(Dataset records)
════
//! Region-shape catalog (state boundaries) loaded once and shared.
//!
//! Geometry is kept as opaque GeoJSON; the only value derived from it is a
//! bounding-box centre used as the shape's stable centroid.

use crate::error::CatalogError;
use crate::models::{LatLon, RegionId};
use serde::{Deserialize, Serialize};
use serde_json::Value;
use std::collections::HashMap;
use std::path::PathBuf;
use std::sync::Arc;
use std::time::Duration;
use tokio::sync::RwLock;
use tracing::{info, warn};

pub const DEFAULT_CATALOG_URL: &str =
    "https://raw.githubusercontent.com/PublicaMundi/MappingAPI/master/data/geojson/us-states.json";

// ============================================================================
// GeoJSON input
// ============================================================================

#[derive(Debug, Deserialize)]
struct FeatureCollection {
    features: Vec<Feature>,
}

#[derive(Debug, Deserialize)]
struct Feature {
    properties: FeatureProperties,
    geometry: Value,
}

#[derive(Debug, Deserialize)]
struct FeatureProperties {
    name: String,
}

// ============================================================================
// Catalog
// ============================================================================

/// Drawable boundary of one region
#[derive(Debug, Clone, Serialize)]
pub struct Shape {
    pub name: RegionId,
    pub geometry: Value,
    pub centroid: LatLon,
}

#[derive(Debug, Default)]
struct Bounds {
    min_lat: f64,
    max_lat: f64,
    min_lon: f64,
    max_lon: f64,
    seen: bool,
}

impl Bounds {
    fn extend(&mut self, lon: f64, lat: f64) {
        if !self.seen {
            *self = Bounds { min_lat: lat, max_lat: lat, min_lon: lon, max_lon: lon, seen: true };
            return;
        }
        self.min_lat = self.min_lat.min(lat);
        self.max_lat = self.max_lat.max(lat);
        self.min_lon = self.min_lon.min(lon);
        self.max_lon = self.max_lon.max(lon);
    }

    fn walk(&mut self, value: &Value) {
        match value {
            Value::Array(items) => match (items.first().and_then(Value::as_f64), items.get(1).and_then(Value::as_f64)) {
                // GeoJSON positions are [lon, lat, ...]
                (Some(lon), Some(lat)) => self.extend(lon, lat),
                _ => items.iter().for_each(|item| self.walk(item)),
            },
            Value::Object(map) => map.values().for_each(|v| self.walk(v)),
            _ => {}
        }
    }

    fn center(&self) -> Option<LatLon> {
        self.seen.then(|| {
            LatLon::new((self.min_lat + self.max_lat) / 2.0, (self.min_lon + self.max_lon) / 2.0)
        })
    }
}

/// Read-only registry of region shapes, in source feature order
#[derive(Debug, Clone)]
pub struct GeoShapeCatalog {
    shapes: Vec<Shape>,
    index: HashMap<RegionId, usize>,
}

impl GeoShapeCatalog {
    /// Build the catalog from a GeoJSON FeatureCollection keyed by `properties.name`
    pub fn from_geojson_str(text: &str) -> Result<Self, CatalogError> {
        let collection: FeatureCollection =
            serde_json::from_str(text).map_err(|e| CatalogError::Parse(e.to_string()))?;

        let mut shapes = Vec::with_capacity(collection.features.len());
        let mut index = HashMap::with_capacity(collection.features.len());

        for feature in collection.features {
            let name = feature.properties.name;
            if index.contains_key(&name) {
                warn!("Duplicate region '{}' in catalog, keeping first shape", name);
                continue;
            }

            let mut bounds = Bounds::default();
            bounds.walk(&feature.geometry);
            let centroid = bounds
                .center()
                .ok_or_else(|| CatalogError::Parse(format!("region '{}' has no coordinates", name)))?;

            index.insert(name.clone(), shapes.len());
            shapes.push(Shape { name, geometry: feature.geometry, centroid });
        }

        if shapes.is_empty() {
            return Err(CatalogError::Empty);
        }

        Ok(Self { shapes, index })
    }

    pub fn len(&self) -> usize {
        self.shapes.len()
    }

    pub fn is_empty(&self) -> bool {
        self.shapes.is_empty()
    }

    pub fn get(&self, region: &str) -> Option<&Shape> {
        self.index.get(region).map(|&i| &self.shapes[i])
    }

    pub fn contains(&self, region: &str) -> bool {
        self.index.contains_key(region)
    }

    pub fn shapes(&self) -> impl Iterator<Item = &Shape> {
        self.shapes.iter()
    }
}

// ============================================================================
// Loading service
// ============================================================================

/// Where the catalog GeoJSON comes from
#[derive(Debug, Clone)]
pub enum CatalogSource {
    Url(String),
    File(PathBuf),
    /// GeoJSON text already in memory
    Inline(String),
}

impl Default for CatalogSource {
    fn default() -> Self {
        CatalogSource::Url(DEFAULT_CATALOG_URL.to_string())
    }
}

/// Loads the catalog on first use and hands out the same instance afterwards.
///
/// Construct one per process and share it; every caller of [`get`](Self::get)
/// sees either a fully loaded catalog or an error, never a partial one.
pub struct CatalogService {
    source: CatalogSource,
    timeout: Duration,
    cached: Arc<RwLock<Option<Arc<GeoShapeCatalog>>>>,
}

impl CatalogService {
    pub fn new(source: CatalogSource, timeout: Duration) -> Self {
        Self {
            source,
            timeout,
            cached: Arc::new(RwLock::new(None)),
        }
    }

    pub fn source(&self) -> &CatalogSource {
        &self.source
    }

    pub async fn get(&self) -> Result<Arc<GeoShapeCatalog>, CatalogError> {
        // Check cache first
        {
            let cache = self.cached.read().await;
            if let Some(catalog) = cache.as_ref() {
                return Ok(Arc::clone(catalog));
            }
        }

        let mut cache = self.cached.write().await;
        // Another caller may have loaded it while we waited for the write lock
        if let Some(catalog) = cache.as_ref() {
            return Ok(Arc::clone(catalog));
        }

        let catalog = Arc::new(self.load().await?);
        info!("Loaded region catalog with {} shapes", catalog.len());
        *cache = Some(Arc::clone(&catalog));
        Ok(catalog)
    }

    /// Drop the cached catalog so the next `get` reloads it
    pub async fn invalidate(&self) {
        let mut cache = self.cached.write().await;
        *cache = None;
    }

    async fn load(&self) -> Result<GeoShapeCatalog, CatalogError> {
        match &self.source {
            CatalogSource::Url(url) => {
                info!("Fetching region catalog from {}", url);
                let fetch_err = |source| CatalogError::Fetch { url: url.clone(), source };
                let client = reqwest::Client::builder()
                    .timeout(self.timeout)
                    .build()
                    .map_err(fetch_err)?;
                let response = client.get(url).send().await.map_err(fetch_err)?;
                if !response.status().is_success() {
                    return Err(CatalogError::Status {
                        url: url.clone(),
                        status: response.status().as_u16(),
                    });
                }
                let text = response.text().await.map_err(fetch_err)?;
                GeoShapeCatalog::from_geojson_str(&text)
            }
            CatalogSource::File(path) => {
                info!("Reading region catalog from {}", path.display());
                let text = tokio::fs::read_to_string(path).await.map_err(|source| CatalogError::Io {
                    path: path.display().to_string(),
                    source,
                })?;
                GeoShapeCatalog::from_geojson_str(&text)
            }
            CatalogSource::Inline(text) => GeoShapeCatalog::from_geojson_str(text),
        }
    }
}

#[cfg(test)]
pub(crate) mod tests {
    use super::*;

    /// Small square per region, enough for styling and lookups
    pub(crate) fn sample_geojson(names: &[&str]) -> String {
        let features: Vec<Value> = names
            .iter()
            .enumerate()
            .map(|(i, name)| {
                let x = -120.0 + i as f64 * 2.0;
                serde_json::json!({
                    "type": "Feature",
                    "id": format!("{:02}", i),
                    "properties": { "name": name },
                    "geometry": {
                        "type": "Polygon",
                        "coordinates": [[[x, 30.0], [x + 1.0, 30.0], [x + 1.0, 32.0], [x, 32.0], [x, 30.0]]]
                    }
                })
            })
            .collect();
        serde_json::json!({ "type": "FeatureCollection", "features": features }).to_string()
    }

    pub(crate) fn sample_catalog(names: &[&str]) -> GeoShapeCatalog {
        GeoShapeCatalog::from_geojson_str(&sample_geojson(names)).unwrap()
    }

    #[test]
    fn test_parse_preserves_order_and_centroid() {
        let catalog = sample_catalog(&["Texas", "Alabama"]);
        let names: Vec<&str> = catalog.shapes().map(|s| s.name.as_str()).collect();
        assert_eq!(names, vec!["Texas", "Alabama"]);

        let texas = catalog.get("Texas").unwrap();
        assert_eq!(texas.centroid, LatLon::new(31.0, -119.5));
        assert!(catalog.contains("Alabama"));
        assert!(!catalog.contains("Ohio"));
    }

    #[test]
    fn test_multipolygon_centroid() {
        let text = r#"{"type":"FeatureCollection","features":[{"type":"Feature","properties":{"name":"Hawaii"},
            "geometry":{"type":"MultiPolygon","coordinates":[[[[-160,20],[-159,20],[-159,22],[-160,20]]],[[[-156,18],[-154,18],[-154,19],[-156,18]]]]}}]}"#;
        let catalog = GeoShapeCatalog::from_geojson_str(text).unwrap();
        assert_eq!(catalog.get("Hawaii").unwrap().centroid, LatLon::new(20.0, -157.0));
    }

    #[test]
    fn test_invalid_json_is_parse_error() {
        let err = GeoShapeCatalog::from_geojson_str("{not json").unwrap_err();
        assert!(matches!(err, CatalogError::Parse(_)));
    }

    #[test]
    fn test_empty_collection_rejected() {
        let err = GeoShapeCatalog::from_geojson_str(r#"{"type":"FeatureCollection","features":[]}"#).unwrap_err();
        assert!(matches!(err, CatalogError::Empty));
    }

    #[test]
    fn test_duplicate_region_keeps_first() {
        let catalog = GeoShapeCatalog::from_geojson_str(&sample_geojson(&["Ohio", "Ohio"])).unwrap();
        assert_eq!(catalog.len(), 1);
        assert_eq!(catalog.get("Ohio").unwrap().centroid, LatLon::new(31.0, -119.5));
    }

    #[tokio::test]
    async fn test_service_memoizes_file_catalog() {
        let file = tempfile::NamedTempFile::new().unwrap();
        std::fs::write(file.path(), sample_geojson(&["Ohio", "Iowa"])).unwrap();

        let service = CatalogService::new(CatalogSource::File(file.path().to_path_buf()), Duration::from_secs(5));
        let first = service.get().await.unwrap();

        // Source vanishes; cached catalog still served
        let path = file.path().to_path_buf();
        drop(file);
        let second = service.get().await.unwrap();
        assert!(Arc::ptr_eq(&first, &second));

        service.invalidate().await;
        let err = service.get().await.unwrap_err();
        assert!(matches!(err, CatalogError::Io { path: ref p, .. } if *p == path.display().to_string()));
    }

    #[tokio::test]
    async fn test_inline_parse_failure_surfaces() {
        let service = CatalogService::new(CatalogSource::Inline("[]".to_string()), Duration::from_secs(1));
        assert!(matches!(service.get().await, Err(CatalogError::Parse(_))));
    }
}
════
*EXERCISE*
Copy all lines from the data above that contain the word "walk".

*RESPONSE BELOW*
    fn walk(&mut self, value: &Value) {
                _ => items.iter().for_each(|item| self.walk(item)),
            Value::Object(map) => map.values().for_each(|v| self.walk(v)),
            bounds.walk(&feature.geometry);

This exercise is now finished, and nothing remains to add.